_EXERCISE BRIEF:_ Exactly the lines from the top of the records below through the one containing "the workspace, with" must be set down, with no line added or dropped.

_Stored items from a collection:_

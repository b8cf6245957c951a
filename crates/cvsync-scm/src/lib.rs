//! Checkout coordination and change detection for cvsync.
//!
//! This crate drives a [`CvsTransport`](cvsync_vcs::CvsTransport) on behalf
//! of a build:
//!
//! - **Checkout**: [`CheckoutCoordinator`] places every module of a job in
//!   the workspace, with HEAD fallback and the `CVS_BRANCH` projection
//! - **Polling**: [`ChangeDetector`] compares server history with stored
//!   [`PollBaseline`]s and ignores excluded regions
//! - **Baselines**: in-memory and locked JSON file stores
//! - **Workspace**: in-progress marker that forces a fresh checkout after an
//!   aborted one
//!
//! # Quick Start
//!
//! ```no_run
//! use cvsync_config::{GlobalSettings, ScmConfig};
//! use cvsync_core::{Module, ParameterContext, Repository, RevisionSelector};
//! use cvsync_scm::{CheckoutCoordinator, CheckoutMode};
//! use cvsync_vcs::CvsCli;
//! use std::path::Path;
//! use std::sync::Arc;
//!
//! let repo = Repository::new(":pserver:anonymous@cvs.example.org:/cvsroot")
//!     .with_module(Module::new("fooModule", RevisionSelector::tag("fooTag", true)));
//! let coordinator = CheckoutCoordinator::new(Arc::new(CvsCli::new()), GlobalSettings::default());
//! let result = coordinator.checkout(
//!     &ScmConfig::new(vec![repo]),
//!     &ParameterContext::from_process_env(),
//!     Path::new("/tmp/ws"),
//!     CheckoutMode::Fresh,
//! );
//! if let Ok(result) = result {
//!     println!("CVS_BRANCH = {:?}", result.environment.get("CVS_BRANCH"));
//! }
//! ```

#![warn(clippy::all)]
#![allow(clippy::module_name_repetitions)]

pub mod baseline;
pub mod changelog;
pub mod clock;
pub mod coordinator;
pub mod detector;
pub mod error;
pub mod workspace;

pub use baseline::{BaselineStore, FileBaselineStore, MemoryBaselineStore, PollBaseline};
pub use changelog::{CHANGELOG_FILE, ChangeSummary, ModuleChanges};
pub use clock::{Clock, ManualClock, SystemClock};
pub use coordinator::{CheckoutCoordinator, CheckoutMode, CheckoutResult};
pub use detector::{ChangeDetector, ModuleHistory, PollResult};
pub use error::{CheckoutFailure, PollFailure, Result, ScmError};
pub use workspace::{IN_PROGRESS_MARKER, previous_checkout_aborted};
//! Parsers for `cvs rlog` and checkout/update output.

use crate::types::{
    FileAction, FileChange, HistoryEntry, ReferenceCoverage, SymbolicName,
};
use chrono::{DateTime, NaiveDateTime, Utc};
use std::sync::LazyLock;
use regex::Regex;

static DATE_LINE: LazyLock<Regex> = LazyLock::new(|| {
    Regex::new(r"^date:\s*([^;]+);\s*author:\s*([^;]+);\s*state:\s*([^;]+);")
        .expect("static date regex")
});

const REVISION_SEPARATOR: &str = "----------------------------";
const FILE_SEPARATOR: &str =
    "=============================================================================";

/// One revision of one file.
#[derive(Debug, Clone, PartialEq, Eq)]
pub struct RevisionInfo {
    /// Revision number.
    pub revision: String,
    /// Commit time.
    pub date: DateTime<Utc>,
    /// Committer.
    pub author: String,
    /// RCS state, `dead` for removals.
    pub state: String,
    /// Commit message.
    pub message: String,
}

impl RevisionInfo {
    /// Whether the file was removed in this revision.
    #[must_use]
    pub fn is_dead(&self) -> bool {
        self.state == "dead"
    }

    /// Whether the revision is on the trunk.
    #[must_use]
    pub fn is_trunk(&self) -> bool {
        self.revision.split('.').count() == 2
    }
}

/// The rlog record of one file.
#[derive(Debug, Clone, Default, PartialEq, Eq)]
pub struct FileLog {
    /// Path relative to the module.
    pub path: String,
    /// `(name, revision)` pairs.
    pub symbolic_names: Vec<(String, String)>,
    /// Selected revisions, newest first as printed by cvs.
    pub revisions: Vec<RevisionInfo>,
}

impl FileLog {
    fn revision_for(&self, reference: &str) -> Option<&str> {
        self.symbolic_names
            .iter()
            .find(|(name, _)| name == reference)
            .map(|(_, rev)| rev.as_str())
    }

    /// Whether the file was live on the trunk at `at`.
    #[must_use]
    pub fn live_at(&self, at: DateTime<Utc>) -> bool {
        self.revisions
            .iter()
            .filter(|r| r.is_trunk() && r.date <= at)
            .max_by_key(|r| r.date)
            .is_some_and(|r| !r.is_dead())
    }

    fn date_of(&self, revision: &str) -> Option<DateTime<Utc>> {
        self.revisions
            .iter()
            .find(|r| r.revision == revision)
            .map(|r| r.date)
    }
}

/// Parsed rlog output for one module.
#[derive(Debug, Clone, Default, PartialEq, Eq)]
pub struct ModuleLog {
    /// One record per file, in output order.
    pub files: Vec<FileLog>,
}

impl ModuleLog {
    /// Parse rlog output.
    ///
    /// `repository_prefix` is the server path of the module, e.g.
    /// `/var/lib/cvs/fooModule`; file paths are reported relative to it.
    #[must_use]
    pub fn parse(output: &str, repository_prefix: &str) -> Self {
        let prefix = format!("{}/", repository_prefix.trim_end_matches('/'));
        let mut files = Vec::new();
        let mut current: Option<FileLog> = None;
        let mut lines = output.lines().peekable();

        while let Some(line) = lines.next() {
            if let Some(rcs) = line.strip_prefix("RCS file: ") {
                if let Some(done) = current.take() {
                    files.push(done);
                }
                current = Some(FileLog {
                    path: relative_path(rcs.trim(), &prefix),
                    ..FileLog::default()
                });
                continue;
            }
            let Some(file) = current.as_mut() else {
                continue;
            };

            if line == "symbolic names:" {
                while let Some(next) = lines.peek() {
                    if !next.starts_with('\t') && !next.starts_with("    ") {
                        break;
                    }
                    if let Some((name, rev)) = next.trim().split_once(':') {
                        file.symbolic_names
                            .push((name.trim().to_string(), rev.trim().to_string()));
                    }
                    lines.next();
                }
            } else if let Some(rev) = line.strip_prefix("revision ") {
                let revision = rev.split_whitespace().next().unwrap_or_default().to_string();
                let Some(caps) = lines.next().and_then(|l| DATE_LINE.captures(l)) else {
                    continue;
                };
                let Some(date) = parse_date(&caps[1]) else {
                    continue;
                };
                let mut message = Vec::new();
                while let Some(next) = lines.peek() {
                    if *next == REVISION_SEPARATOR || *next == FILE_SEPARATOR {
                        break;
                    }
                    if !next.starts_with("branches:") {
                        message.push(*next);
                    }
                    lines.next();
                }
                file.revisions.push(RevisionInfo {
                    revision,
                    date,
                    author: caps[2].trim().to_string(),
                    state: caps[3].trim().to_string(),
                    message: message.join("\n"),
                });
            } else if line == FILE_SEPARATOR {
                if let Some(done) = current.take() {
                    files.push(done);
                }
            }
        }
        if let Some(done) = current.take() {
            files.push(done);
        }

        Self { files }
    }

    /// Every (file, name) pair.
    #[must_use]
    pub fn symbolic_names(&self) -> Vec<SymbolicName> {
        self.files
            .iter()
            .flat_map(|f| {
                f.symbolic_names.iter().map(|(name, revision)| SymbolicName {
                    path: f.path.clone(),
                    name: name.clone(),
                    revision: revision.clone(),
                })
            })
            .collect()
    }

    /// How much of the module `reference` covers.
    ///
    /// The reference is dated by the newest revision it points at; any other
    /// file live on the trunk at that time without the reference makes the
    /// coverage partial. Files added later do not count.
    #[must_use]
    pub fn coverage(&self, reference: &str) -> ReferenceCoverage {
        let tagged: Vec<(&FileLog, &str)> = self
            .files
            .iter()
            .filter_map(|f| f.revision_for(reference).map(|rev| (f, rev)))
            .collect();
        if tagged.is_empty() {
            return ReferenceCoverage::Missing;
        }

        let applied_at = tagged
            .iter()
            .filter_map(|(f, rev)| f.date_of(&branch_point(rev)))
            .max();
        let Some(applied_at) = applied_at else {
            return ReferenceCoverage::Full;
        };

        let missing = self
            .files
            .iter()
            .filter(|f| f.revision_for(reference).is_none())
            .any(|f| f.live_at(applied_at));
        if missing {
            ReferenceCoverage::Partial
        } else {
            ReferenceCoverage::Full
        }
    }

    /// Flatten into history entries, newest first.
    #[must_use]
    pub fn history(&self) -> Vec<HistoryEntry> {
        let mut entries: Vec<HistoryEntry> = self
            .files
            .iter()
            .flat_map(|f| {
                f.revisions.iter().map(|r| HistoryEntry {
                    path: f.path.clone(),
                    timestamp: r.date,
                    revision: r.revision.clone(),
                    author: r.author.clone(),
                    message: r.message.clone(),
                })
            })
            .collect();
        entries.sort_by(|a, b| b.timestamp.cmp(&a.timestamp).then_with(|| a.path.cmp(&b.path)));
        entries
    }
}

/// The trunk revision a branch number sprouts from; tags map to themselves.
fn branch_point(revision: &str) -> String {
    let parts: Vec<&str> = revision.split('.').collect();
    if parts.len() >= 4 && parts[parts.len() - 2] == "0" {
        parts[..parts.len() - 2].join(".")
    } else if parts.len() % 2 == 1 && parts.len() > 1 {
        parts[..parts.len() - 1].join(".")
    } else {
        revision.to_string()
    }
}

fn relative_path(rcs: &str, prefix: &str) -> String {
    let path = rcs.strip_suffix(",v").unwrap_or(rcs);
    let path = path.strip_prefix(prefix).unwrap_or(path);
    match path.rsplit_once('/') {
        Some((dir, name)) if dir == "Attic" => name.to_string(),
        Some((dir, name)) if dir.ends_with("/Attic") => {
            format!("{}/{name}", dir.trim_end_matches("/Attic"))
        }
        _ => path.to_string(),
    }
}

/// Parse a date as printed by old (`2011/01/31 10:00:00`) and new
/// (`2011-01-31 10:00:00 +0000`) cvs releases.
#[must_use]
pub fn parse_date(raw: &str) -> Option<DateTime<Utc>> {
    let raw = raw.trim();
    if let Ok(dt) = DateTime::parse_from_str(raw, "%Y-%m-%d %H:%M:%S %z") {
        return Some(dt.with_timezone(&Utc));
    }
    NaiveDateTime::parse_from_str(raw, "%Y/%m/%d %H:%M:%S")
        .or_else(|_| NaiveDateTime::parse_from_str(raw, "%Y-%m-%d %H:%M:%S"))
        .ok()
        .map(|naive| naive.and_utc())
}

/// Format a date for `rlog -d`.
#[must_use]
pub fn format_date(date: DateTime<Utc>) -> String {
    date.format("%Y-%m-%d %H:%M:%S +0000").to_string()
}

/// Parse checkout or update output into file changes.
///
/// `strip` is a leading directory to remove from reported paths.
#[must_use]
pub fn parse_checkout_output(output: &str, strip: Option<&str>) -> Vec<FileChange> {
    output
        .lines()
        .filter_map(|line| {
            let mut chars = line.chars();
            let action = FileAction::from_code(chars.next()?)?;
            if chars.next()? != ' ' {
                return None;
            }
            let path = line[2..].trim();
            let path = path.strip_prefix("./").unwrap_or(path);
            let path = match strip {
                Some(dir) => path
                    .strip_prefix(dir)
                    .and_then(|p| p.strip_prefix('/'))
                    .unwrap_or(path),
                None => path,
            };
            Some(FileChange {
                path: path.to_string(),
                action,
            })
        })
        .collect()
}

_TASK ANSWER:_
repository b8cf6245957c951a
filename crates/cvsync-scm/src/lib.rs
//! Checkout coordination and change detection for cvsync.
//!
//! This crate drives a [`CvsTransport`](cvsync_vcs::CvsTransport) on behalf
//! of a build:
//!
//! - **Checkout**: [`CheckoutCoordinator`] places every module of a job in
//!   the workspace, with HEAD fallback and the `CVS_BRANCH` projection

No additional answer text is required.